**What to produce**
Reply only with how many lines in these entries hold the string "super".

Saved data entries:
* * *
use super::change_feed::ChangeFeed;
use crate::domain::account::{Amount, OwnerId, SavingsAccount};
use crate::domain::events::{ChangeFilter, RowChange, Subscription};
use crate::domain::phone::PhoneNumber;
use crate::domain::ports::LedgerStore;
use crate::domain::reference::{Reference, Table};
use crate::domain::transaction::{Outcome, PendingTransaction, SettleOutcome, Settlement};
use crate::domain::withdrawal::{Withdrawal, WithdrawalDecision, WithdrawalOutcome, WithdrawalStatus};
use crate::error::{PaymentError, Result};
use async_trait::async_trait;
use std::collections::{BTreeMap, HashMap};
use std::sync::Arc;
use tokio::sync::RwLock;

#[derive(Default)]
struct Tables {
    savings_deposits: HashMap<Reference, PendingTransaction>,
    loan_disbursements: HashMap<Reference, PendingTransaction>,
    user_savings: HashMap<OwnerId, SavingsAccount>,
    withdrawals: BTreeMap<u64, Withdrawal>,
    next_withdrawal_id: u64,
}

impl Tables {
    fn pending(&self, reference: &Reference) -> &HashMap<Reference, PendingTransaction> {
        match reference.table() {
            Table::LoanDisbursements => &self.loan_disbursements,
            _ => &self.savings_deposits,
        }
    }

    fn pending_mut(&mut self, reference: &Reference) -> &mut HashMap<Reference, PendingTransaction> {
        match reference.table() {
            Table::LoanDisbursements => &mut self.loan_disbursements,
            _ => &mut self.savings_deposits,
        }
    }
}

/// A thread-safe in-memory ledger.
///
/// All tables live behind one `RwLock`, so a settle holds the write lock
/// across the `verified` check, the status change and the balance credit.
/// Ideal for testing or deployments where persistence is not required.
#[derive(Default, Clone)]
pub struct InMemoryLedgerStore {
    tables: Arc<RwLock<Tables>>,
    feed: ChangeFeed,
}

impl InMemoryLedgerStore {
    /// Creates a new, empty in-memory ledger.
    pub fn new() -> Self {
        Self::default()
    }

    /// Rows currently held in `table`, for inspection in tests and tooling.
    pub async fn pending_rows(&self, table: Table) -> Vec<PendingTransaction> {
        let tables = self.tables.read().await;
        let rows = match table {
            Table::SavingsDeposits => &tables.savings_deposits,
            Table::LoanDisbursements => &tables.loan_disbursements,
            Table::UserSavings | Table::Withdrawals => return Vec::new(),
        };
        rows.values().cloned().collect()
    }
}

#[async_trait]
impl LedgerStore for InMemoryLedgerStore {
    async fn insert_pending(&self, tx: PendingTransaction) -> Result<()> {
        {
            let mut tables = self.tables.write().await;
            let rows = tables.pending_mut(&tx.reference);
            if rows.contains_key(&tx.reference) {
                return Err(PaymentError::DuplicateReference(tx.reference.to_string()));
            }
            rows.insert(tx.reference.clone(), tx.clone());
        }
        self.feed.publish(RowChange::Pending(tx));
        Ok(())
    }

    async fn get_pending(&self, reference: &Reference) -> Result<Option<PendingTransaction>> {
        let tables = self.tables.read().await;
        Ok(tables.pending(reference).get(reference).cloned())
    }

    async fn settle(&self, reference: &Reference, settlement: Settlement) -> Result<SettleOutcome> {
        let (transaction, account) = {
            let mut tables = self.tables.write().await;

            let transaction = {
                let Some(row) = tables.pending_mut(reference).get_mut(reference) else {
                    return Ok(SettleOutcome::NotFound);
                };
                if !row.apply(&settlement) {
                    return Ok(SettleOutcome::AlreadyTerminal(row.clone()));
                }
                row.clone()
            };

            let account = match (settlement.outcome, transaction.credits_balance()) {
                (Outcome::Confirmed, Some(owner)) => {
                    let account = tables
                        .user_savings
                        .entry(owner.clone())
                        .or_insert_with(|| SavingsAccount::new(owner.clone()));
                    account.credit(transaction.amount);
                    Some(account.clone())
                }
                _ => None,
            };
            (transaction, account)
        };

        self.feed.publish(RowChange::Pending(transaction.clone()));
        if let Some(account) = &account {
            self.feed.publish(RowChange::Savings(account.clone()));
        }
        Ok(SettleOutcome::Applied {
            transaction,
            account,
        })
    }

    async fn savings(&self, owner: &OwnerId) -> Result<Option<SavingsAccount>> {
        let tables = self.tables.read().await;
        Ok(tables.user_savings.get(owner).cloned())
    }

    async fn all_savings(&self) -> Result<Vec<SavingsAccount>> {
        let tables = self.tables.read().await;
        let mut accounts: Vec<_> = tables.user_savings.values().cloned().collect();
        accounts.sort_by(|a, b| a.owner_id.cmp(&b.owner_id));
        Ok(accounts)
    }

    async fn insert_withdrawal(
        &self,
        owner: OwnerId,
        amount: Amount,
        phone_number: PhoneNumber,
    ) -> Result<Withdrawal> {
        let withdrawal = {
            let mut tables = self.tables.write().await;
            let id = tables.next_withdrawal_id + 1;
            let withdrawal = Withdrawal::new(id, owner, amount, phone_number)?;
            tables.next_withdrawal_id = id;
            tables.withdrawals.insert(id, withdrawal.clone());
            withdrawal
        };
        self.feed.publish(RowChange::Withdrawal(withdrawal.clone()));
        Ok(withdrawal)
    }

    async fn get_withdrawal(&self, id: u64) -> Result<Option<Withdrawal>> {
        let tables = self.tables.read().await;
        Ok(tables.withdrawals.get(&id).cloned())
    }

    async fn resolve_withdrawal(
        &self,
        id: u64,
        decision: WithdrawalDecision,
    ) -> Result<WithdrawalOutcome> {
        let (withdrawal, account) = {
            let mut tables = self.tables.write().await;
            let Some(withdrawal) = tables.withdrawals.get(&id).cloned() else {
                return Ok(WithdrawalOutcome::NotFound);
            };
            if !withdrawal.is_pending() {
                return Ok(WithdrawalOutcome::AlreadyResolved(withdrawal));
            }

            let account = match decision {
                WithdrawalDecision::Approve => {
                    let mut account = tables
                        .user_savings
                        .get(&withdrawal.owner_id)
                        .cloned()
                        .unwrap_or_else(|| SavingsAccount::new(withdrawal.owner_id.clone()));
                    account.debit(withdrawal.amount)?;
                    tables
                        .user_savings
                        .insert(account.owner_id.clone(), account.clone());
                    Some(account)
                }
                WithdrawalDecision::Reject => None,
            };

            let mut withdrawal = withdrawal;
            withdrawal.status = match decision {
                WithdrawalDecision::Approve => WithdrawalStatus::Completed,
                WithdrawalDecision::Reject => WithdrawalStatus::Rejected,
            };
            tables.withdrawals.insert(id, withdrawal.clone());
            (withdrawal, account)
        };

        self.feed.publish(RowChange::Withdrawal(withdrawal.clone()));
        if let Some(account) = account {
            self.feed.publish(RowChange::Savings(account));
        }
        Ok(WithdrawalOutcome::Resolved(withdrawal))
    }

    fn subscribe(&self, filter: ChangeFilter) -> Subscription {
        self.feed.subscribe(filter)
    }
}

#[cfg(test)]
mod tests {
    use super::*;
    use crate::domain::account::Balance;
    use crate::domain::transaction::Verification;

    fn owner() -> OwnerId {
        OwnerId::new("user-1").unwrap()
    }

    fn phone() -> PhoneNumber {
        PhoneNumber::normalize("0712345678").unwrap()
    }

    fn deposit(reference: &str, amount: u64) -> PendingTransaction {
        PendingTransaction::new(
            reference.parse().unwrap(),
            Some(owner()),
            Amount::new(amount).unwrap(),
            phone(),
        )
    }

    #[tokio::test]
    async fn test_insert_and_get_pending() {
        let store = InMemoryLedgerStore::new();
        let tx = deposit("savings_1_abc", 500);

        store.insert_pending(tx.clone()).await.unwrap();
        let retrieved = store.get_pending(&tx.reference).await.unwrap().unwrap();
        assert_eq!(retrieved, tx);

        let missing: Reference = "savings_2_abc".parse().unwrap();
        assert!(store.get_pending(&missing).await.unwrap().is_none());
    }

    #[tokio::test]
    async fn test_duplicate_reference_rejected() {
        let store = InMemoryLedgerStore::new();
        store.insert_pending(deposit("savings_1_abc", 500)).await.unwrap();

        let result = store.insert_pending(deposit("savings_1_abc", 700)).await;
        assert!(matches!(result, Err(PaymentError::DuplicateReference(_))));
    }

    #[tokio::test]
    async fn test_settle_credits_once() {
        let store = InMemoryLedgerStore::new();
        let tx = deposit("savings_1_abc", 500);
        store.insert_pending(tx.clone()).await.unwrap();

        let first = store
            .settle(&tx.reference, Settlement::confirmed(Some("ABC"), None))
            .await
            .unwrap();
        assert!(matches!(first, SettleOutcome::Applied { account: Some(_), .. }));

        let second = store
            .settle(&tx.reference, Settlement::confirmed(Some("ABC"), None))
            .await
            .unwrap();
        assert!(matches!(second, SettleOutcome::AlreadyTerminal(_)));

        let account = store.savings(&owner()).await.unwrap().unwrap();
        assert_eq!(account.balance, Balance::new(500));
    }

    #[tokio::test]
    async fn test_settle_unknown_reference() {
        let store = InMemoryLedgerStore::new();
        let reference: Reference = "loan_9_1".parse().unwrap();
        let outcome = store
            .settle(&reference, Settlement::failed(None))
            .await
            .unwrap();
        assert_eq!(outcome, SettleOutcome::NotFound);
    }

    #[tokio::test]
    async fn test_tables_are_routed_by_reference() {
        let store = InMemoryLedgerStore::new();
        store.insert_pending(deposit("savings_1_abc", 500)).await.unwrap();
        store.insert_pending(deposit("loan_42_1", 300)).await.unwrap();

        let savings = store.pending_rows(Table::SavingsDeposits).await;
        let loans = store.pending_rows(Table::LoanDisbursements).await;
        assert_eq!(savings.len(), 1);
        assert_eq!(loans.len(), 1);
        assert_eq!(loans[0].application_id.as_deref(), Some("42"));

        store
            .settle(&loans[0].reference, Settlement::confirmed(Some("X1"), None))
            .await
            .unwrap();
        assert_eq!(
            store.pending_rows(Table::SavingsDeposits).await[0].verified,
            Verification::Pending
        );
        assert!(store.savings(&owner()).await.unwrap().is_none());
    }

    #[tokio::test]
    async fn test_withdrawal_approval_debits() {
        let store = InMemoryLedgerStore::new();
        let tx = deposit("savings_1_abc", 1000);
        store.insert_pending(tx.clone()).await.unwrap();
        store
            .settle(&tx.reference, Settlement::confirmed(None, None))
            .await
            .unwrap();

        let withdrawal = store
            .insert_withdrawal(owner(), Amount::new(600).unwrap(), phone())
            .await
            .unwrap();
        let outcome = store
            .resolve_withdrawal(withdrawal.id, WithdrawalDecision::Approve)
            .await
            .unwrap();
        assert!(matches!(
            outcome,
            WithdrawalOutcome::Resolved(Withdrawal { status: WithdrawalStatus::Completed, .. })
        ));

        let again = store
            .resolve_withdrawal(withdrawal.id, WithdrawalDecision::Approve)
            .await
            .unwrap();
        assert!(matches!(again, WithdrawalOutcome::AlreadyResolved(_)));

        let account = store.savings(&owner()).await.unwrap().unwrap();
        assert_eq!(account.balance, Balance::new(400));
    }

    #[tokio::test]
    async fn test_withdrawal_approval_without_funds_leaves_it_pending() {
        let store = InMemoryLedgerStore::new();
        let withdrawal = store
            .insert_withdrawal(owner(), Amount::new(600).unwrap(), phone())
            .await
            .unwrap();

        let result = store
            .resolve_withdrawal(withdrawal.id, WithdrawalDecision::Approve)
            .await;
        assert!(matches!(result, Err(PaymentError::InsufficientFunds { .. })));

        let stored = store.get_withdrawal(withdrawal.id).await.unwrap().unwrap();
        assert!(stored.is_pending());
    }
}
* * *
**Problem solution**
2